Just-in-time Compilation and Multi-platform Support
Learning Objectives
- You know of just-in-time compilation and multi-platform support.
So far, we’ve looked into the compilation process, linking, loading, and the runtime environment. Contemporary programming languages also include features like just-in-time (JIT) compilation and multi-platform support, which muddle the boundaries between traditional compilation and execution. Here, we briefly visit these.
Just-in-time Compilation
Just-in-time compilation is an approach where code is compiled into machine code during runtime rather than ahead-of-time. This allows making informed decisions on what parts of the code need to be optimized based on actual usage. By delaying compilation until execution, a program can adapt to the varying demands of the environment, offering a balance between speed and flexibility that traditional ahead-of-time (AOT) compilers often struggle to achieve.
JIT systems often use an intermediate representation such as byte code that the code is initially compiled into. This intermediate representation is then interpreted by the runtime, and translated into machine code as needed, allowing the compiler to apply optimizations based on runtime data.
A key piece of JIT is profiling and runtime analysis. The compiler collects data on code execution as the program runs, identifying “hot spots” or frequently executed segments. This data provides a picture of how the software operates under typical conditions, enabling the compiler to focus its optimization efforts on the most performance-critical areas.
JIT can further be enhanced by using tiered compilation. In tiered systems, code is initially compiled using a fast, less-optimized method to ensure quick startup times. As the application continues to run and specific routines are executed repeatedly, the compiler re-evaluates and applies more aggressive optimizations. This multi-level strategy allows for a smooth balance between initial performance and long-term efficiency.
However, in certain scenarios, deeply nested or complex code structures can lead to situations where frequently jitted code segments are continuously torn down and rebuilt. This behavior not only undermines the benefits of JIT but can also introduce instability.
As an example of problems that JIT can introduce, see the thesis measuring and improving the performance of a latency-sensitive Java real-time system. The thesis highlights a scenario, where JIT tiered compilation optimizations lead to periodically observable performance degradation.
Multi-platform Support
Compilers are increasingly expected to support a range of target platforms. The classic example of multi-platform support is Java, which compiles source code into bytecode that can be executed on any system with a Java Virtual Machine (JVM).
At the core, multi-platform support involves translating code to conform to platform-specific requirements, such as system calls, memory models, and file system structures. Intermediate representations, as discussed earlier, play a key role in this process by providing a common ground for translating code into platform-specific executables, reducing the overhead associated with maintaining separate codebases for different environments.
The most common approaches for multi-platform support include cross-compilation, where code is compiled on one system for execution on another, and platform-specific virtual machines or generic bytecode, which can be interpreted on any device that has the appropriate runtime environment.
These approaches are in contrast to providing native multi-platform support, which demands a deep understanding of the target platforms and often requires significant effort to maintain.
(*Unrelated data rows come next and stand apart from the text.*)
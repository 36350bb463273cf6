use clap::{Args, Parser, Subcommand, ValueEnum};
use clap_complete::Shell;
use std::path::PathBuf;

/// envscope - detect the environment this process runs in
#[derive(Parser, Debug)]
#[command(name = "envscope")]
#[command(author, version, about, long_about = None)]
#[command(propagate_version = true)]
pub struct Cli {
    /// Path to configuration file
    #[arg(short, long, global = true, value_name = "PATH")]
    pub config: Option<PathBuf>,

    /// Increase verbosity (-v, -vv, -vvv)
    #[arg(short, long, global = true, action = clap::ArgAction::Count)]
    pub verbose: u8,

    /// Suppress non-essential output
    #[arg(short, long, global = true)]
    pub quiet: bool,

    #[command(subcommand)]
    pub command: Command,
}

#[derive(Subcommand, Debug)]
pub enum Command {
    /// Run every detector and print the results
    Detect(DetectArgs),

    /// Print a one-line environment summary
    Summary,

    /// Test a single environment flag
    Check(CheckArgs),

    /// Generate shell completions
    Completions(CompletionsArgs),
}

#[derive(Args, Debug)]
pub struct DetectArgs {
    /// Output as JSON
    #[arg(long)]
    pub json: bool,

    /// Run detectors concurrently
    #[arg(long = "async")]
    pub asynchronous: bool,

    /// Bypass the result cache
    #[arg(long)]
    pub no_cache: bool,
}

#[derive(Args, Debug)]
pub struct CheckArgs {
    /// Flag to test
    #[arg(value_enum)]
    pub flag: CheckFlag,
}

/// Boolean facts `check` can test.
#[derive(ValueEnum, Debug, Clone, Copy, PartialEq, Eq)]
pub enum CheckFlag {
    Windows,
    Macos,
    Linux,
    Container,
    Docker,
    Wsl,
    Kubernetes,
    Ci,
    Cloud,
    Serverless,
    Elevated,
    Development,
    Production,
}

#[derive(Args, Debug)]
pub struct CompletionsArgs {
    /// Shell to generate completions for
    #[arg(value_enum)]
    pub shell: Shell,
}
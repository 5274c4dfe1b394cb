//! # rmperm
//!
//! Removes calls to permission-protected Android APIs from decompiled (smali) applications.
//!
//! Each `invoke-virtual` of a gated framework method is either redirected to a static method
//! from a replacement library, deleted when the method returns nothing, or reported as
//! unresolved.
//!
//! ```no_run
//!  use rmperm::module::{ModuleCodec, SmaliDirectoryCodec};
//!  use rmperm::permissions::PermissionTable;
//!  use rmperm::usage::scan_permission_usage;
//!  use std::path::Path;
//!
//!  let table = PermissionTable::read_from_file(Path::new("permissions.txt")).unwrap();
//!  let module = SmaliDirectoryCodec::default().parse(Path::new("app/smali")).unwrap();
//!  for (permission, callees) in scan_permission_usage(&module, &table).permissions {
//!      println!("{}: {} APIs", permission, callees.len());
//!  }
//! ```

#[macro_use]
pub mod error;

pub mod customizer;
pub mod module;
pub mod permissions;
pub mod pipeline;
pub mod redirections;
pub mod smali_ops;
mod smali_parse;
mod smali_write;
mod tests;
pub mod types;
pub mod usage;

pub use error::RmPermError;
/// Represents a smali class i.e. the whole .smali file
///
/// # Examples
///
/// ```no_run
///  use std::path::Path;
///  use rmperm::types::SmaliClass;
///
///  let c = SmaliClass::read_from_file(Path::new("smali/com/cool/Class.smali")).expect("Uh oh, does the file exist?");
///  println!("Java class: {}", c.name.as_java_type());
/// ```
#[derive(Debug, Clone, PartialEq)]
pub struct SmaliClass {
    /// The name of this class
    pub name: ObjectIdentifier,
    /// Class modifiers
    pub modifiers: Vec<Modifier>,
    /// The source filename if included in the smali doc
    pub source: Option<String>,
    /// The class' superclass, absent only for java.lang.Object
    pub super_class: Option<ObjectIdentifier>,
    /// List of all the interfaces the class implements
    pub implements: Vec<ObjectIdentifier>,
    /// Class level annotations
    pub annotations: Vec<SmaliAnnotation>,
    /// All the fields defined by the class
    pub fields: Vec<SmaliField>,
    /// All the methods defined by the class
    pub methods: Vec<SmaliMethod>,
}

impl SmaliClass {
    /// Creates a SmaliClass from a String containing a valid smali document
    ///
    /// # Examples
    ///
    /// ```
    ///  use rmperm::types::SmaliClass;
    ///
    ///  let smali = ".class public Lcom/example/Main;\n.super Ljava/lang/Object;\n";
    ///  let c = SmaliClass::from_smali(smali).expect("Parse error");
    ///  assert_eq!(c.name.as_java_type(), "com.example.Main");
    /// ```
    pub fn from_smali(s: &str) -> Result<SmaliClass, RmPermError> {
        parse_class(s)
    }

    pub fn read_from_file(path: &Path) -> Result<SmaliClass, RmPermError> {
        let s = fs::read_to_string(path)
            .map_err(|e| err!("Error loading file {}: {}", path.display(), e))?;
        SmaliClass::from_smali(&s).map_err(|e| err!(e, context: "{}", path.display()))
    }

    /// Creates a smali document string from the current class
    pub fn to_smali(&self) -> String {
        write_class(self)
    }

    pub fn write_to_file(&self, path: &Path) -> Result<(), RmPermError> {
        fs::write(path, self.to_smali()).map_err(|e| err!("Error writing file {}: {}", path.display(), e))
    }

    /// Writes the class below `path`, creating sub-directories for packages as needed.
    /// Returns the path of the written file.
    pub fn write_to_directory(&self, path: &Path) -> Result<PathBuf, RmPermError> {
        let mut file = PathBuf::from(path);
        let mut segments = self.name.class_name.split('/').peekable();
        while let Some(segment) = segments.next() {
            if segments.peek().is_some() {
                file.push(segment);
            } else {
                fs::create_dir_all(&file)
                    .map_err(|e| err!("Error creating directory {}: {}", file.display(), e))?;
                file.push(format!("{segment}.smali"));
            }
        }
        self.write_to_file(&file)?;
        Ok(file)
    }

    pub fn is_public(&self) -> bool {
        self.modifiers.contains(&Modifier::Public)
    }
}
Recently, there have increasingly been solutions that provide means for cross-compilation and multi-platform support. For instance, the LLVM compiler infrastructure offers a versatile platform for generating machine code for a wide range of architectures. Similarly, WebAssembly (Wasm) offers a standardized way to run code at near-native speeds in secure sandboxed environments.
As an example, Rust compiles to LLVM intermediate representation, which can then be translated to machine code for a variety of platforms. LLVM also supports WebAssembly as a target.